Biochar is a charcoal-like substance produced by the thermal decomposition of biomass. Long utilized as a soil amendment for its moisture retention properties and stable carbon content, biochar has recently gained substantial attention as a novel stormwater filter material. Numerous studies have demonstrated the utility of biochar to treat a broad array of contaminants; including nitrogen, phosphorus, heavy metals, pathogens, organic carbon, and organic contaminants. While the literature demonstrates a striking understanding and ability to control and tune these removal processes at the laboratory scale, application at the field scale has resulted in challenges and mixed success. What is getting lost in translation?

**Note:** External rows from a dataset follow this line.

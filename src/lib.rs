//! A small fantasy console: a host-bound frame driver presents a fixed
//! 256x192 tile-and-sprite canvas while the guest owns a per-session
//! console state and mutates it between frame advances.

pub mod application;
pub mod domain;
pub mod infrastructure;
pub mod interface;
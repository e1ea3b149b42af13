use crate::domain::FrameDriver;
use crate::infrastructure::headless::HeadlessDriver;
use crate::interface::gui::WindowDriver;

/// Which backend the five-operation surface binds to for this run.
#[derive(Debug, Clone, Copy, PartialEq, Eq)]
pub enum BackendKind {
    /// Presented window with real input devices.
    Window,
    /// Deterministic windowless backend; `frame_budget` frames succeed
    /// before the terminal false (None runs unbounded).
    Headless { frame_budget: Option<u64> },
}

/// The binding step: resolves the session's driver to a runtime-selected
/// backend. Kept apart from the core so the core only ever sees the
/// `FrameDriver` trait; backend resource acquisition happens later, at
/// `Session::initialize`, which is the contract's one recoverable error
/// point.
pub fn bind(kind: BackendKind) -> Box<dyn FrameDriver> {
    match kind {
        BackendKind::Window => Box::new(WindowDriver::new()),
        BackendKind::Headless { frame_budget } => Box::new(match frame_budget {
            Some(frames) => HeadlessDriver::with_frame_budget(frames),
            None => HeadlessDriver::new(),
        }),
    }
}
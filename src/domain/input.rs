pub const PLAYER_COUNT: usize = 4;
pub const BUTTON_COUNT: usize = 11;

/// One of the four fixed player slots.
#[derive(Debug, Clone, Copy, PartialEq, Eq, Hash)]
pub enum Player {
    Alpha,
    Bravo,
    Charlie,
    Delta,
}

impl Player {
    pub const ALL: [Player; PLAYER_COUNT] =
        [Player::Alpha, Player::Bravo, Player::Charlie, Player::Delta];

    pub fn index(self) -> usize {
        match self {
            Player::Alpha => 0,
            Player::Bravo => 1,
            Player::Charlie => 2,
            Player::Delta => 3,
        }
    }

    pub fn from_index(index: usize) -> Option<Player> {
        Self::ALL.get(index).copied()
    }
}

/// The eleven button identities: four directional, four face, two
/// triggers, one menu button. The core reports held-state only; edge
/// detection is the guest's job, by diffing successive queries.
#[derive(Debug, Clone, Copy, PartialEq, Eq, Hash)]
pub enum Button {
    DirUp,
    DirRight,
    DirDown,
    DirLeft,

    FaceUp,
    FaceRight,
    FaceDown,
    FaceLeft,

    TriggerLeft,
    TriggerRight,

    Menu,
}

impl Button {
    pub const ALL: [Button; BUTTON_COUNT] = [
        Button::DirUp,
        Button::DirRight,
        Button::DirDown,
        Button::DirLeft,
        Button::FaceUp,
        Button::FaceRight,
        Button::FaceDown,
        Button::FaceLeft,
        Button::TriggerLeft,
        Button::TriggerRight,
        Button::Menu,
    ];

    pub fn index(self) -> usize {
        match self {
            Button::DirUp => 0,
            Button::DirRight => 1,
            Button::DirDown => 2,
            Button::DirLeft => 3,
            Button::FaceUp => 4,
            Button::FaceRight => 5,
            Button::FaceDown => 6,
            Button::FaceLeft => 7,
            Button::TriggerLeft => 8,
            Button::TriggerRight => 9,
            Button::Menu => 10,
        }
    }
}

/// The input sample taken during a frame advance. Starts all-false, so
/// queries issued before the first advance read the documented default.
#[derive(Debug, Default, Clone, Copy, PartialEq, Eq)]
pub struct InputState {
    held: [[bool; BUTTON_COUNT]; PLAYER_COUNT],
}

impl InputState {
    pub fn new() -> Self {
        Self::default()
    }

    pub fn is_held(&self, player: Player, button: Button) -> bool {
        self.held[player.index()][button.index()]
    }

    pub fn set_held(&mut self, player: Player, button: Button, held: bool) {
        self.held[player.index()][button.index()] = held;
    }

    /// OR-merges another sample into this one, so multiple input sources
    /// (keyboard, gamepads) can contribute to the same players.
    pub fn merge(&mut self, other: &InputState) {
        for player in 0..PLAYER_COUNT {
            for button in 0..BUTTON_COUNT {
                self.held[player][button] |= other.held[player][button];
            }
        }
    }

    pub fn clear(&mut self) {
        self.held = [[false; BUTTON_COUNT]; PLAYER_COUNT];
    }
}

#[cfg(test)]
mod tests {
    use super::*;

    #[test]
    fn fresh_state_reads_false_everywhere() {
        let input = InputState::new();
        for player in Player::ALL {
            for button in Button::ALL {
                assert!(!input.is_held(player, button));
            }
        }
    }

    #[test]
    fn set_and_query_single_button() {
        let mut input = InputState::new();
        input.set_held(Player::Charlie, Button::TriggerRight, true);

        assert!(input.is_held(Player::Charlie, Button::TriggerRight));
        assert!(!input.is_held(Player::Charlie, Button::TriggerLeft));
        assert!(!input.is_held(Player::Delta, Button::TriggerRight));
    }

    #[test]
    fn merge_is_an_or_over_sources() {
        let mut keyboard = InputState::new();
        keyboard.set_held(Player::Alpha, Button::DirUp, true);
        let mut gamepad = InputState::new();
        gamepad.set_held(Player::Alpha, Button::FaceDown, true);
        gamepad.set_held(Player::Bravo, Button::Menu, true);

        keyboard.merge(&gamepad);
        assert!(keyboard.is_held(Player::Alpha, Button::DirUp));
        assert!(keyboard.is_held(Player::Alpha, Button::FaceDown));
        assert!(keyboard.is_held(Player::Bravo, Button::Menu));
    }

    #[test]
    fn player_index_round_trips() {
        for (i, player) in Player::ALL.into_iter().enumerate() {
            assert_eq!(player.index(), i);
            assert_eq!(Player::from_index(i), Some(player));
        }
        assert_eq!(Player::from_index(4), None);
    }
}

This seminar will provide an overview the utility of biochar as a media amendment for enhancing contaminant removal in stormwater filtration systems. Two case studies spanning from laboratory-scale testing to mesocosm- or demonstration-scale performance evaluation will presented, which resulted in mixed success. These case studies demonstrate that biochar selection is a critical component of the design process, and warrant additional work to specify biochar properties that can indicate performance according to application-specific requirements. The seminar will conclude with a summary of lessons learned and best-practice recommendations for future applications.
Bridget Ulrich leads a research program focused on environmental chemistry at the Natural Resources Research Institute (NRRI) in Duluth, MN. Dr. Ulrich is a Minnesota native and grew up on the Iron Range in Virginia, MN. Her educational background includes a bachelor’s degree in chemical engineering from the University of Minnesota Twin Cities, and a PhD in Environmental Engineering from the Colorado School of Mines. She joined NRRI in 2019 following postdoctoral work at the Swiss Federal Institute for Aquatic Science and Technology (Eawag) in Zurich, Switzerland. Her group specializes in combining interdisciplinary insights from environmental engineering, analytical chemistry, and materials science to evaluate contaminant fate and transport in natural and built aquatic systems.